SummaryThe psalmist envies the prosperity of wicked people who seem to thrive, as though God doesn't know or doesn't care. But the pray-er recognizes that being a faithful child of God is more valuable than material wealth.
This psalm has been counted among the wisdom psalms because it wrestles with questions like those of the book of Job: Why do the wicked prosper? Why does God not act justly? Why bother to be good?
The psalm begins with a confession of faith, "Truly God is good to the upright, to those who are pure in heart." The psalmist struggles to believe this, because experience sometimes makes it difficult (vv. 1-14). The wicked prosper, treat others arrogantly, are treated like celebrities because of their wealth, and think none of this matters to God. The pray-er comes near to losing faith because of this (vv. 2-3).

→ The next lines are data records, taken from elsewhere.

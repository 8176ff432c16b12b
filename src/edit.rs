use std::fs;
use std::io::Write;
use std::path::{Path, PathBuf};
use thiserror::Error;
use xxhash_rust::xxh3::xxh3_64;

/// The fundamental write primitive: whole-file replacement with verification.
///
/// Every operation (line edits, placeholder substitution, YAML field updates)
/// computes the complete new content in memory and compiles down to this
/// single primitive. Intelligence lives in the transform, not the write.
#[derive(Debug, Clone, PartialEq, Eq)]
#[must_use = "Rewrite does nothing until apply() is called"]
pub struct Rewrite {
    /// Path to the file to rewrite (already resolved against the workspace)
    pub file: PathBuf,
    /// Full content the file should hold afterwards
    pub new_content: String,
    /// Verification of the content the rewrite was computed from
    pub expected_before: ContentVerification,
}

/// Verification strategy for rewrite safety.
#[derive(Debug, Clone, PartialEq, Eq)]
pub enum ContentVerification {
    /// Exact text match required
    ExactMatch(String),
    /// xxh3 hash of expected text (cheaper to hold for large files)
    Hash(u64),
}

impl ContentVerification {
    /// Check if the provided text matches the verification criteria.
    pub fn matches(&self, text: &str) -> bool {
        match self {
            ContentVerification::ExactMatch(expected) => text == expected,
            ContentVerification::Hash(expected_hash) => xxh3_64(text.as_bytes()) == *expected_hash,
        }
    }

    /// Create verification from text, using hash for text over 1KB.
    pub fn from_text(text: &str) -> Self {
        if text.len() > 1024 {
            ContentVerification::Hash(xxh3_64(text.as_bytes()))
        } else {
            ContentVerification::ExactMatch(text.to_string())
        }
    }
}

#[derive(Error, Debug)]
pub enum RewriteError {
    #[error("{file} changed since it was read; refusing to overwrite")]
    ContentChanged { file: PathBuf },

    #[error("File I/O error: {0}")]
    Io(#[from] std::io::Error),

    #[error("UTF-8 validation error: {0}")]
    Utf8(#[from] std::str::Utf8Error),
}

/// Result of applying a rewrite.
#[derive(Debug, Clone, PartialEq, Eq)]
#[must_use = "RewriteResult should be checked for success/already-applied"]
pub enum RewriteResult {
    /// File content was replaced
    Applied { file: PathBuf, bytes_written: usize },
    /// File already holds the new content
    AlreadyApplied { file: PathBuf },
}

impl Rewrite {
    /// Create a rewrite of `file` from `before` to `new_content`.
    pub fn new(file: impl Into<PathBuf>, before: &str, new_content: impl Into<String>) -> Self {
        Self {
            file: file.into(),
            new_content: new_content.into(),
            expected_before: ContentVerification::from_text(before),
        }
    }

    /// Check the rewrite against the current file contents.
    ///
    /// Returns `true` when the file already holds the new content.
    fn validate(&self, current: &str) -> Result<bool, RewriteError> {
        if current == self.new_content {
            return Ok(true);
        }

        if !self.expected_before.matches(current) {
            return Err(RewriteError::ContentChanged {
                file: self.file.clone(),
            });
        }

        Ok(false)
    }

    /// Apply this rewrite to the file system atomically.
    ///
    /// Uses tempfile + fsync + rename, so the target either keeps its old
    /// content or holds the new content in full.
    pub fn apply(&self) -> Result<RewriteResult, RewriteError> {
        let original = fs::read(&self.file)?;
        let current = std::str::from_utf8(&original)?;

        if self.validate(current)? {
            return Ok(RewriteResult::AlreadyApplied {
                file: self.file.clone(),
            });
        }

        atomic_write(&self.file, self.new_content.as_bytes())?;
        tracing::info!(
            file = %self.file.display(),
            bytes = self.new_content.len(),
            "rewrote file"
        );

        Ok(RewriteResult::Applied {
            file: self.file.clone(),
            bytes_written: self.new_content.len(),
        })
    }
}

/// Atomic file write: tempfile + fsync + rename.
///
/// The temp file lives in the target's directory so the rename never
/// crosses filesystems. Existing permissions are carried over.
pub fn atomic_write(path: &Path, content: &[u8]) -> Result<(), RewriteError> {
    let parent = match path.parent() {
        Some(parent) if !parent.as_os_str().is_empty() => parent,
        Some(_) => Path::new("."),
        None => {
            return Err(RewriteError::Io(std::io::Error::new(
                std::io::ErrorKind::InvalidInput,
                "Path has no parent directory",
            )))
        }
    };

    let mut temp = tempfile::NamedTempFile::new_in(parent)?;
    temp.write_all(content)?;
    temp.as_file().sync_all()?;

    if let Ok(metadata) = fs::metadata(path) {
        fs::set_permissions(temp.path(), metadata.permissions())?;
    }

    temp.persist(path).map_err(|e| e.error)?;

    Ok(())
}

In the sanctuary, in worship and prayer, the psalmist recognizes that he or she has been wrong. What matters more than wealth and fame is keeping faith with God's people (v. 15) and holding fast to God and God's promises (vv. 23-26). Wealth is fleeting, lost in a moment (v. 19), but life in God is forever (v. 26). Finally, those who exploit others will be judged by God (v. 18), so people of faith can give up their envy and their anger over what seems like an unjust world (vv. 27-28).
The psalmist's questions about the justice and fairness of the world are real, but trying to figure it all out alone proves fruitless (v. 16)--probably now as well. The psalmist needs the community of God's people, gathered for worship and the mutual strengthening of their faith, to find his or her way back to what ultimately matters.